Governance & Ethics

Amazon AI Chips Win Over Uber From Oracle, Google

Uber just made a jaw-dropping move: expanding its AWS contract to run more workloads on Amazon's homemade AI chips, just two years after pledging allegiance to Oracle and Google. This isn't about chip performance—it's about something far messier.

Uber logo layered over AWS architecture diagram showing chip infrastructure and cloud migration flow

Key Takeaways

  • Uber's expansion of AWS contracts signals that Amazon's custom chips (Graviton, Trainium) are winning enterprise adoption against Oracle and Google's cloud offerings
  • Oracle's 2024 decision to sell Ampere and abandon in-house chip design proved shortsighted as AWS demonstrates competitive advantage through vertical integration
  • Custom silicon designed for specific cloud workloads is becoming a differentiator—suggesting hyperscalers may reduce long-term dependence on Nvidia for certain applications

Last Tuesday, Amazon dropped news that should’ve sent ripples through the valley: Uber was significantly expanding its AWS contract to shift more ride-sharing infrastructure onto Amazon’s custom silicon—specifically Graviton processors and a new trial of Trainium3, AWS’s answer to Nvidia’s dominance in AI chips. On the surface, this looks like a routine cloud customer deepening a vendor relationship.

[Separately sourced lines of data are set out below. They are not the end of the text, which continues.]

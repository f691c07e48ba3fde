use std::{error::Error, fmt::Debug};

use actix_web::{http::StatusCode, web, HttpResponse, ResponseError};
use diesel::{r2d2::ConnectionManager, PgConnection};
use r2d2::{Pool, PooledConnection};
use thiserror::Error;

use crate::{envelope::Envelope, telemetry::spawn_blocking_with_tracing};

pub type DbPool = Pool<ConnectionManager<PgConnection>>;
pub type DbConnection = PooledConnection<ConnectionManager<PgConnection>>;

pub fn error_fmt_chain(f: &mut std::fmt::Formatter<'_>, source: &Option<impl Error>) -> std::fmt::Result{
    if let Some(error) = source{
        write!(f, "\n\tCaused By:\n\t")?;
        write!(f, "{:?}", &error)?;
        error_fmt_chain(f, &error.source())
    } else {
        Ok(())
    }
}

// r2d2's get blocks while the pool is exhausted, so it goes through the
// blocking threadpool as well.
pub async fn get_pooled_connection(
    pool: &web::Data<DbPool>
) -> Result<DbConnection, PoolGetError>{
    let pool_clone = pool.clone();

    let res = spawn_blocking_with_tracing(move || {
        pool_clone.get()
    })
    .await??;

    Ok(res)
}

#[derive(Error)]
pub enum PoolGetError{
    #[error("Failed due to threadpool error")]
    ThreadpoolError(#[from] tokio::task::JoinError),
    #[error("Failed to get connection from pool")]
    DbPoolError(#[from] r2d2::Error),
}

impl Debug for PoolGetError {
    fn fmt(&self, f: &mut std::fmt::Formatter<'_>) -> std::fmt::Result {
        write!(f, "{}", self)?;
        error_fmt_chain(f, &self.source())
    }
}

// For handlers whose only failure mode is a 500. The client sees the usual
// envelope with a generic message; the cause chain goes to the trace log.
#[derive(Error)]
#[error("unexpected error occured")]
pub struct UnexpectedError(#[from] pub anyhow::Error);

impl Debug for UnexpectedError {
    fn fmt(&self, f: &mut std::fmt::Formatter<'_>) -> std::fmt::Result {
        write!(f, "{}", self)?;
        error_fmt_chain(f, &self.source())
    }
}

impl ResponseError for UnexpectedError {
    fn status_code(&self) -> StatusCode {
        StatusCode::INTERNAL_SERVER_ERROR
    }

    fn error_response(&self) -> HttpResponse<actix_web::body::BoxBody> {
        HttpResponse::build(self.status_code()).json(Envelope::error(format!("{}", self)))
    }
}
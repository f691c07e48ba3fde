mod delete;
mod get;

pub use delete::*;
pub use get::*;
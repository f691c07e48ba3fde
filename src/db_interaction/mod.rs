mod products;
mod restocks;
mod suppliers;
mod users;

pub use products::*;
pub use restocks::*;
pub use suppliers::*;
pub use users::*;
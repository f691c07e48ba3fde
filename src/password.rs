use anyhow::Context;
use argon2::{password_hash::{rand_core::OsRng, SaltString}, Argon2, PasswordHash, PasswordHasher, PasswordVerifier};
use secrecy::{ExposeSecret, SecretString};

use crate::telemetry::spawn_blocking_with_tracing;

pub fn compute_password_hash(password: SecretString) -> Result<SecretString, anyhow::Error>{
    let salt = SaltString::generate(&mut OsRng);
    let password_hash = Argon2::default()
                            .hash_password(password.expose_secret().as_bytes(), &salt)
                            .map_err(|_| anyhow::anyhow!("Failed to compute password hash"))?
                            .to_string();

    Ok(SecretString::from(password_hash))
}

pub async fn verify_password(password: SecretString, stored_hash: String) -> Result<bool, anyhow::Error>{
    spawn_blocking_with_tracing(move || {
        let parsed_hash = PasswordHash::try_from(stored_hash.as_str())
            .map_err(|_| anyhow::anyhow!("Stored password hash is not a valid PHC string"))?;

        Ok(Argon2::default()
            .verify_password(password.expose_secret().as_bytes(), &parsed_hash)
            .is_ok())
    })
    .await
    .context("Failed due to threadpool error")?
}
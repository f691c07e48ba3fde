use actix_web::{web, HttpResponse};
use anyhow::Context;

use crate::{db_interaction::get_all_restocks, envelope::Envelope, utils::{get_pooled_connection, DbPool, UnexpectedError}};

#[tracing::instrument(
    "Get restock listing",
    skip(pool)
)]
pub async fn get_restocks(
    pool: web::Data<DbPool>
) -> Result<HttpResponse, UnexpectedError> {
    let conn = get_pooled_connection(&pool)
        .await
        .context("Failed to get connection from pool")?;

    let restocks = get_all_restocks(conn)
        .await
        .context("Failed to load restocks")?;

    Ok(HttpResponse::Ok().json(Envelope::ok(restocks)))
}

Dig deeper, and you’re looking at one of the most fascinating power plays in modern tech: the collision of competitive ego, strategic bets, and the realization that in-house chip design might actually matter in the cloud wars.

Here’s what makes this wild.

Remember When Uber Chose Everyone BUT Amazon?

Back in February 2023, Uber made an enormous, very public bet. The ride-hailing giant announced it was abandoning its own data centers—a massive operation that had been running its platform for years—and migrating to the cloud. But Uber didn’t pick one partner. It picked two: Oracle and Google. The company even published a blog post celebrating the move, calling out Oracle’s Arm-powered Ampere chips specifically as a key part of the strategy.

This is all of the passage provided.